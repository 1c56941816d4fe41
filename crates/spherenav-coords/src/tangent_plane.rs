//! Gnomonic projection onto the plane tangent to a sphere at a reference point.
//!
//! A sample `P` is pushed along the ray from the sphere center until it hits
//! the tangent plane at the reference point `R`, then expressed in the plane's
//! local `(e_u, e_v)` basis. The inverse walks the plane point back along the
//! same ray to the sphere of radius `|R|`.
//!
//! Planar distance from the frame origin is `|R|·tan(angle)`, so distortion
//! grows monotonically with angular distance from `R` and the mapping is only
//! defined on the hemisphere facing `R`.

use glam::{DVec3, Vec2, Vec3};

use crate::{PoleAxis, ProjectionError};

/// Squared length below which a candidate `e_u` is treated as parallel to the normal.
const PARALLEL_EPSILON_SQ: f64 = 1e-12;

/// A 2D coordinate in the tangent plane of one reference point.
///
/// Only meaningful together with the [`TangentFrame`] that produced it; never
/// compare planar points from different reference points.
#[derive(Clone, Copy, Debug, PartialEq, Default)]
pub struct PlanarPoint {
    /// Offset along the frame's `e_u` (toward the pole).
    pub u: f32,
    /// Offset along the frame's `e_v`.
    pub v: f32,
}

impl PlanarPoint {
    /// The frame origin, i.e. the reference point itself.
    pub const ZERO: Self = Self { u: 0.0, v: 0.0 };

    /// Construct a planar point.
    #[must_use]
    pub const fn new(u: f32, v: f32) -> Self {
        Self { u, v }
    }

    /// Distance from the frame origin.
    #[must_use]
    pub fn length(self) -> f32 {
        Vec2::from(self).length()
    }
}

impl From<PlanarPoint> for Vec2 {
    fn from(p: PlanarPoint) -> Self {
        Vec2::new(p.u, p.v)
    }
}

impl From<Vec2> for PlanarPoint {
    fn from(v: Vec2) -> Self {
        Self::new(v.x, v.y)
    }
}

/// Orthonormal frame `(e_u, e_v, n)` at a validated reference point.
///
/// `n` is the outward unit normal. `e_u` is the pole axis projected into the
/// tangent plane; when the reference sits on the pole axis the convention's
/// `axis1` is projected instead. `e_v = n × e_u`.
///
/// Building a frame is cheap and allocation-free; a patch should build one
/// and reuse it for every sample.
#[derive(Clone, Copy, Debug, PartialEq)]
pub struct TangentFrame {
    origin: DVec3,
    normal: DVec3,
    e_u: DVec3,
    e_v: DVec3,
    radius: f64,
    /// `dot(origin, normal)`, the plane's distance from the sphere center.
    plane_offset: f64,
}

impl TangentFrame {
    /// Build a frame with the default pole axis.
    pub fn new(reference: Vec3) -> Result<Self, ProjectionError> {
        Self::with_pole_axis(reference, PoleAxis::default())
    }

    /// Build a frame whose `e_u` follows the given pole axis.
    pub fn with_pole_axis(reference: Vec3, axis: PoleAxis) -> Result<Self, ProjectionError> {
        let invalid = ProjectionError::InvalidReference {
            x: reference.x,
            y: reference.y,
            z: reference.z,
        };
        if !reference.is_finite() {
            return Err(invalid);
        }

        let origin = reference.as_dvec3();
        let radius = origin.length();
        if radius == 0.0 {
            return Err(invalid);
        }

        let normal = origin / radius;
        let e_u = tangent_component(axis.up(), normal)
            .or_else(|| tangent_component(axis.axis1(), normal))
            .unwrap_or_else(|| axis.axis1());
        let e_v = normal.cross(e_u);

        Ok(Self {
            origin,
            normal,
            e_u,
            e_v,
            radius,
            plane_offset: origin.dot(normal),
        })
    }

    /// The reference point.
    #[must_use]
    pub fn origin(&self) -> Vec3 {
        self.origin.as_vec3()
    }

    /// Outward unit normal at the reference point.
    #[must_use]
    pub fn normal(&self) -> Vec3 {
        self.normal.as_vec3()
    }

    /// In-plane basis `(e_u, e_v)`.
    #[must_use]
    pub fn basis(&self) -> (Vec3, Vec3) {
        (self.e_u.as_vec3(), self.e_v.as_vec3())
    }

    /// Distance of the reference point from the sphere center.
    #[must_use]
    pub fn radius(&self) -> f32 {
        self.radius as f32
    }

    /// Angle in radians between the reference direction and `p`.
    #[must_use]
    pub fn angular_distance_to(&self, p: Vec3) -> f32 {
        angle_between(self.normal, p.as_dvec3()) as f32
    }

    /// Project a sphere point into this frame's tangent plane.
    ///
    /// Fails with [`ProjectionError::HemisphereViolation`] when the point is
    /// 90° or more from the reference, or so close to the horizon that its
    /// planar coordinate does not fit in an `f32`.
    pub fn project(&self, sphere_point: Vec3) -> Result<PlanarPoint, ProjectionError> {
        let (u, v) = self.project_f64(sphere_point.as_dvec3())?;
        Ok(PlanarPoint::new(u as f32, v as f32))
    }

    /// Map a planar point back onto the sphere of the reference radius.
    ///
    /// Any finite planar point is accepted; points beyond the patch that
    /// produced them extrapolate the plane with growing distortion.
    pub fn unproject(&self, planar: PlanarPoint) -> Result<Vec3, ProjectionError> {
        let dir = self.unproject_direction(f64::from(planar.u), f64::from(planar.v))?;
        Ok((dir * self.radius).as_vec3())
    }

    pub(crate) fn project_f64(&self, p: DVec3) -> Result<(f64, f64), ProjectionError> {
        if !p.is_finite() {
            return Err(ProjectionError::NonFinite);
        }
        let dot = p.dot(self.normal);
        if dot <= 0.0 {
            return Err(ProjectionError::HemisphereViolation { dot });
        }
        let t = self.plane_offset / dot;
        let offset = p * t - self.origin;
        let (u, v) = (offset.dot(self.e_u), offset.dot(self.e_v));
        // Near the horizon the plane point runs off to infinity once narrowed.
        if !(u as f32).is_finite() || !(v as f32).is_finite() {
            return Err(ProjectionError::HemisphereViolation { dot });
        }
        Ok((u, v))
    }

    /// Unit direction from the sphere center through the plane point `(u, v)`.
    pub(crate) fn unproject_direction(&self, u: f64, v: f64) -> Result<DVec3, ProjectionError> {
        if !u.is_finite() || !v.is_finite() {
            return Err(ProjectionError::NonFinite);
        }
        let on_plane = self.origin + u * self.e_u + v * self.e_v;
        // The plane never passes through the center, so the length is at least `radius`.
        Ok(on_plane / on_plane.length())
    }

    pub(crate) fn angular_distance_f64(&self, p: DVec3) -> f64 {
        angle_between(self.normal, p)
    }

    pub(crate) fn radius_f64(&self) -> f64 {
        self.radius
    }
}

/// Project `sphere_point` onto the plane tangent at `reference_point`.
///
/// Builds a [`TangentFrame`] with the default pole axis for this call only.
/// `sphere_to_planar(r, r)` is always `(0, 0)`.
pub fn sphere_to_planar(
    sphere_point: Vec3,
    reference_point: Vec3,
) -> Result<PlanarPoint, ProjectionError> {
    TangentFrame::new(reference_point)?.project(sphere_point)
}

/// Inverse of [`sphere_to_planar`]: place a planar point back on the sphere
/// of radius `|reference_point|`.
pub fn planar_to_sphere(
    planar_point: PlanarPoint,
    reference_point: Vec3,
) -> Result<Vec3, ProjectionError> {
    TangentFrame::new(reference_point)?.unproject(planar_point)
}

/// Angle in radians between the directions of `a` and `b`.
///
/// Returns `0` when either vector is zero.
#[must_use]
pub fn angular_distance(a: Vec3, b: Vec3) -> f32 {
    angle_between(a.as_dvec3(), b.as_dvec3()) as f32
}

fn angle_between(a: DVec3, b: DVec3) -> f64 {
    a.cross(b).length().atan2(a.dot(b))
}

/// Normalized component of `axis` orthogonal to `normal`, if it is not degenerate.
fn tangent_component(axis: DVec3, normal: DVec3) -> Option<DVec3> {
    let projected = axis - normal * normal.dot(axis);
    let len_sq = projected.length_squared();
    (len_sq > PARALLEL_EPSILON_SQ).then(|| projected / len_sq.sqrt())
}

What to do: If a line in the records above holds the string "PartialEq", copy it out.

Completed exercise:
#[derive(Clone, Copy, Debug, PartialEq, Default)]
#[derive(Clone, Copy, Debug, PartialEq)]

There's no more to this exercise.